What is needed here is a faithful repeat of every entry, with no character changed.

☆ ☆ ☆ ☆ ☆ ☆ ☆

//! Example: scrape a signup form and restyle its fields
//!
//! Run with `RUST_LOG=blaster=debug` to see selector and dispatch logs.

use blaster::{Arg, Blaster, BlasterConfig};
use tracing_subscriber::EnvFilter;

const PAGE: &str = r#"<!DOCTYPE html>
<html>
<head><style>form.signup { color: navy }</style></head>
<body>
  <form id="signup" class="signup">
    <input name="user" value="ann">
    <input type="checkbox" name="topics" value="rust" checked>
    <input type="checkbox" name="topics" value="dom" checked>
    <input type="checkbox" name="topics" value="css">
    <select name="plan"><option value="free">Free</option><option value="pro" selected>Pro</option></select>
    <fieldset disabled><input name="coupon" value="HALF"></fieldset>
  </form>
</body>
</html>"#;

fn main() -> anyhow::Result<()> {
    // Initialize logging
    tracing_subscriber::fmt()
        .with_env_filter(EnvFilter::from_default_env())
        .init();

    let config = BlasterConfig::from_toml_str(r#"modules = ["attributes", "css", "forms"]"#)?;
    let blaster = Blaster::with_config(config)?;
    println!("DOMBlaster v{} loaded {:?}", blaster::VERSION, blaster.modules());

    let mut document = blaster::html::parse(PAGE)?;
    let mut dom = blaster.bind(&mut document);

    let form = dom.select("#signup", true);
    let data = dom.call(&form, "formData", &[])?;
    println!("formData: {}", serde_json::to_string_pretty(&data)?);

    let inputs = dom.select("input:not([type=checkbox])", false);
    dom.call(&inputs, "addClass", &[Arg::list(["field", "wide"])])?;
    dom.call(&inputs, "style", &["borderColor".into(), "teal".into()])?;
    let color = dom.call(&inputs, "styleComputed", &["color".into()])?;
    println!("input color: {}", serde_json::to_string(&color)?);

    let markup = blaster::html::outer_html(dom.tree(), inputs.first().unwrap_or(blaster::dom::NodeId::ROOT));
    println!("first input: {markup}");
    Ok(())
}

☆ ☆ ☆ ☆ ☆ ☆ ☆

# FINISHED EXERCISE
//! Example: scrape a signup form and restyle its fields
//!
//! Run with `RUST_LOG=blaster=debug` to see selector and dispatch logs.

use blaster::{Arg, Blaster, BlasterConfig};
use tracing_subscriber::EnvFilter;

const PAGE: &str = r#"<!DOCTYPE html>
<html>
<head><style>form.signup { color: navy }</style></head>
<body>
  <form id="signup" class="signup">
    <input name="user" value="ann">
    <input type="checkbox" name="topics" value="rust" checked>
    <input type="checkbox" name="topics" value="dom" checked>
    <input type="checkbox" name="topics" value="css">
    <select name="plan"><option value="free">Free</option><option value="pro" selected>Pro</option></select>
    <fieldset disabled><input name="coupon" value="HALF"></fieldset>
  </form>
</body>
</html>"#;

fn main() -> anyhow::Result<()> {
    // Initialize logging
    tracing_subscriber::fmt()
        .with_env_filter(EnvFilter::from_default_env())
        .init();

    let config = BlasterConfig::from_toml_str(r#"modules = ["attributes", "css", "forms"]"#)?;
    let blaster = Blaster::with_config(config)?;
    println!("DOMBlaster v{} loaded {:?}", blaster::VERSION, blaster.modules());

    let mut document = blaster::html::parse(PAGE)?;
    let mut dom = blaster.bind(&mut document);

    let form = dom.select("#signup", true);
    let data = dom.call(&form, "formData", &[])?;
    println!("formData: {}", serde_json::to_string_pretty(&data)?);

    let inputs = dom.select("input:not([type=checkbox])", false);
    dom.call(&inputs, "addClass", &[Arg::list(["field", "wide"])])?;
    dom.call(&inputs, "style", &["borderColor".into(), "teal".into()])?;
    let color = dom.call(&inputs, "styleComputed", &["color".into()])?;
    println!("input color: {}", serde_json::to_string(&color)?);

    let markup = blaster::html::outer_html(dom.tree(), inputs.first().unwrap_or(blaster::dom::NodeId::ROOT));
    println!("first input: {markup}");
    Ok(())
}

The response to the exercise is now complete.